§ WORK INSTRUCTIONS: Go through the entries below and copy each line containing the word "configuration".

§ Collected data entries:
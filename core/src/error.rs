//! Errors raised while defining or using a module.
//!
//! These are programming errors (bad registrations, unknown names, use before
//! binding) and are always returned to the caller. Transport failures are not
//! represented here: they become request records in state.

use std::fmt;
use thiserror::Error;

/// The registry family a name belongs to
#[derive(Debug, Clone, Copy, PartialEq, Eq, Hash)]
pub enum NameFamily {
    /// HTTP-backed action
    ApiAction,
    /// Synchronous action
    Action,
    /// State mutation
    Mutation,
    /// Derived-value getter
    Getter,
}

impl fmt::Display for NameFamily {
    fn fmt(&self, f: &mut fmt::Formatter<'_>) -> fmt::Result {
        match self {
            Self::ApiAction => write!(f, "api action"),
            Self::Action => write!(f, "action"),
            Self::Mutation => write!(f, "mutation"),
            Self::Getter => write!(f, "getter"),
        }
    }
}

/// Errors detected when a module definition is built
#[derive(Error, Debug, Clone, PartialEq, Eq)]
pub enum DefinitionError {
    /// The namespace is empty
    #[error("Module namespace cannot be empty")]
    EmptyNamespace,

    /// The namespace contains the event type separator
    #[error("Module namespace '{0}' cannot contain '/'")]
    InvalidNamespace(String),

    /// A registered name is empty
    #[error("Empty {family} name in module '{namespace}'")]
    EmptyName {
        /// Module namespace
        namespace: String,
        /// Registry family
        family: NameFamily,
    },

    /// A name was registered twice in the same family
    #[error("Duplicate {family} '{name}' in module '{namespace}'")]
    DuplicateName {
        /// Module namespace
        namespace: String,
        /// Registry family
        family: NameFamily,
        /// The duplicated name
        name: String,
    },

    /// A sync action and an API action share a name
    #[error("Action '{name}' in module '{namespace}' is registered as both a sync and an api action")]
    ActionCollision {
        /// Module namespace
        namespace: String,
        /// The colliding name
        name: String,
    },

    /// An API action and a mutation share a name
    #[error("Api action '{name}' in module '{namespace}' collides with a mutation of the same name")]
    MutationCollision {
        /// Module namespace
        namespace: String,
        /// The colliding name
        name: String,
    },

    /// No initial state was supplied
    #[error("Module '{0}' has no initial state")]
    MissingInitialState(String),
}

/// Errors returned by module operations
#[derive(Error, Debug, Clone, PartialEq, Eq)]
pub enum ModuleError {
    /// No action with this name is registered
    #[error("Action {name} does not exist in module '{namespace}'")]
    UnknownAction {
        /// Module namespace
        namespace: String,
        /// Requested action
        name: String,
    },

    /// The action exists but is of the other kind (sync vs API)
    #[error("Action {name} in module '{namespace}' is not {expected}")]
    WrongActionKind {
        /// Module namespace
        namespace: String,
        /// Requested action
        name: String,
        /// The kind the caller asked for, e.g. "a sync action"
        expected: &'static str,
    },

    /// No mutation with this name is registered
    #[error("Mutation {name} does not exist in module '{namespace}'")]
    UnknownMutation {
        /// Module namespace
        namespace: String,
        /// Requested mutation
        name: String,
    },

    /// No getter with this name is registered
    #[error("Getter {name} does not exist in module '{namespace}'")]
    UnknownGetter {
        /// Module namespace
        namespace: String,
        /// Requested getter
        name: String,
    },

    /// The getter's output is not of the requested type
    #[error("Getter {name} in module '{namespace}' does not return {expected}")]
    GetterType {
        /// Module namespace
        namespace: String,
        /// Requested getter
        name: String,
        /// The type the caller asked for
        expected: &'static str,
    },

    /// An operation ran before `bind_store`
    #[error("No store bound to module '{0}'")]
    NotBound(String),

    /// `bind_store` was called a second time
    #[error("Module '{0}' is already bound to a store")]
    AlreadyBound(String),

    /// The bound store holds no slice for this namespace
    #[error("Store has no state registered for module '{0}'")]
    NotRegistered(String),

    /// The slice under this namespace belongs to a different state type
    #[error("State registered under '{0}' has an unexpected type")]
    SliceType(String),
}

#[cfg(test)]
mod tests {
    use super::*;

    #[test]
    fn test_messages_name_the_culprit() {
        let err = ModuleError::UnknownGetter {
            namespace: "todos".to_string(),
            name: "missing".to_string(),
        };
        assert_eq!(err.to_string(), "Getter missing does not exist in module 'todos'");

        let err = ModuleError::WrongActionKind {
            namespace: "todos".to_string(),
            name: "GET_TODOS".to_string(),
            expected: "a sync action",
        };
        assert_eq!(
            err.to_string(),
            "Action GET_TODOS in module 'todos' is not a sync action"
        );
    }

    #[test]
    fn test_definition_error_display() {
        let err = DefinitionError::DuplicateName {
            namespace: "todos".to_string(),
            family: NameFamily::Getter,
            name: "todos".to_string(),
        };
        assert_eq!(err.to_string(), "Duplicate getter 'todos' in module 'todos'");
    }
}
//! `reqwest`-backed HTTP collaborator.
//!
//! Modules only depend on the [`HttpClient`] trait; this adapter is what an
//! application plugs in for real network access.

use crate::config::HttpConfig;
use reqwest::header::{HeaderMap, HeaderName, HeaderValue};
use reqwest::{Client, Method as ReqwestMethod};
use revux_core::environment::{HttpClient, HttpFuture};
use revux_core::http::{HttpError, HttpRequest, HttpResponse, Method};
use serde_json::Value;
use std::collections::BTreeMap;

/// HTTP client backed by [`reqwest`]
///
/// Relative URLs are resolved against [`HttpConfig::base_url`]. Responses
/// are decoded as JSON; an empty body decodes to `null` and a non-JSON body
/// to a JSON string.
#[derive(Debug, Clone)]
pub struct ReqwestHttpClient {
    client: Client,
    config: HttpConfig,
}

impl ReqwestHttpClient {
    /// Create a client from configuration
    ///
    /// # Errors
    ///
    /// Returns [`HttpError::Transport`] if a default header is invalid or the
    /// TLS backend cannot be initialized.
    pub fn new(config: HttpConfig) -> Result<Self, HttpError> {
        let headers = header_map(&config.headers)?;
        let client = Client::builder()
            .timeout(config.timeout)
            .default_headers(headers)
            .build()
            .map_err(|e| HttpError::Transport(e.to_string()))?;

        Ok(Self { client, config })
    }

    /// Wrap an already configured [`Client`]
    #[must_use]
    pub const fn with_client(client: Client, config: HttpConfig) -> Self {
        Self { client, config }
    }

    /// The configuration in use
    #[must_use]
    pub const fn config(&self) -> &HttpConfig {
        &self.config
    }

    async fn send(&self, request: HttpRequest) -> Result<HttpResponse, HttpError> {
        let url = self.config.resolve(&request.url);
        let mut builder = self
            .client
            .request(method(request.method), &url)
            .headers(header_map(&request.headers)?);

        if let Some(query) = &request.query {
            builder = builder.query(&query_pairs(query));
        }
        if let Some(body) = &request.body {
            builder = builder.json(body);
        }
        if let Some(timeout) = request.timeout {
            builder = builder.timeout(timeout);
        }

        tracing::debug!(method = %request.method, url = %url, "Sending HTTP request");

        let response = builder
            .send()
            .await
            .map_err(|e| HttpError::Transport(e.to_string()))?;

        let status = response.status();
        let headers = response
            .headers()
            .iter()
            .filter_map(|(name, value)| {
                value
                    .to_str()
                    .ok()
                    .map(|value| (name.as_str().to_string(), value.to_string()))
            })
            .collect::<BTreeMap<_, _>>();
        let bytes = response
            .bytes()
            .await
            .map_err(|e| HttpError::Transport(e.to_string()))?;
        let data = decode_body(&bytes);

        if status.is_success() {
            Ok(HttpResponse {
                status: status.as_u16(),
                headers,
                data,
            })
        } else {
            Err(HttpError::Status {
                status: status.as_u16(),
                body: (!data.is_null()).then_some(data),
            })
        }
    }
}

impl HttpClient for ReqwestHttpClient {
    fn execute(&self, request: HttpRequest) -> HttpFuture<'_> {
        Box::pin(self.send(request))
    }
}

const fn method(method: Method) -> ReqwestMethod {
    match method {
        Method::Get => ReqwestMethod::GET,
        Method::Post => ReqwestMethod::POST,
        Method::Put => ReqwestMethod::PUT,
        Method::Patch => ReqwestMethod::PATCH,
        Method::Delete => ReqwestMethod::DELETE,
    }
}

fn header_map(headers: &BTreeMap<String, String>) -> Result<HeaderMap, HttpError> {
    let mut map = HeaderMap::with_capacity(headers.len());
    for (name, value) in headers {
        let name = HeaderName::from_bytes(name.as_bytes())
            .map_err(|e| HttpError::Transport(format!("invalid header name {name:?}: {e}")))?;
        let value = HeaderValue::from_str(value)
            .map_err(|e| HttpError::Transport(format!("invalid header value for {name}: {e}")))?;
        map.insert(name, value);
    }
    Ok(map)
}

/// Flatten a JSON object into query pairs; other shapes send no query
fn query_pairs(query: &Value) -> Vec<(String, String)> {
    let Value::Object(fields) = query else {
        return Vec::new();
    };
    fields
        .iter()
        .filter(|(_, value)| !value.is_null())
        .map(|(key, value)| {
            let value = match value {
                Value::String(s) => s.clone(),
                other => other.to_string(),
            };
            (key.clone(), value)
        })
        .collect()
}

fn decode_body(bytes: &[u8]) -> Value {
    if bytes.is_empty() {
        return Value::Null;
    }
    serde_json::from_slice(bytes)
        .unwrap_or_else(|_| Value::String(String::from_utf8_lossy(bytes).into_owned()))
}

§ RESPONSE:
    /// Create a client from configuration
    /// The configuration in use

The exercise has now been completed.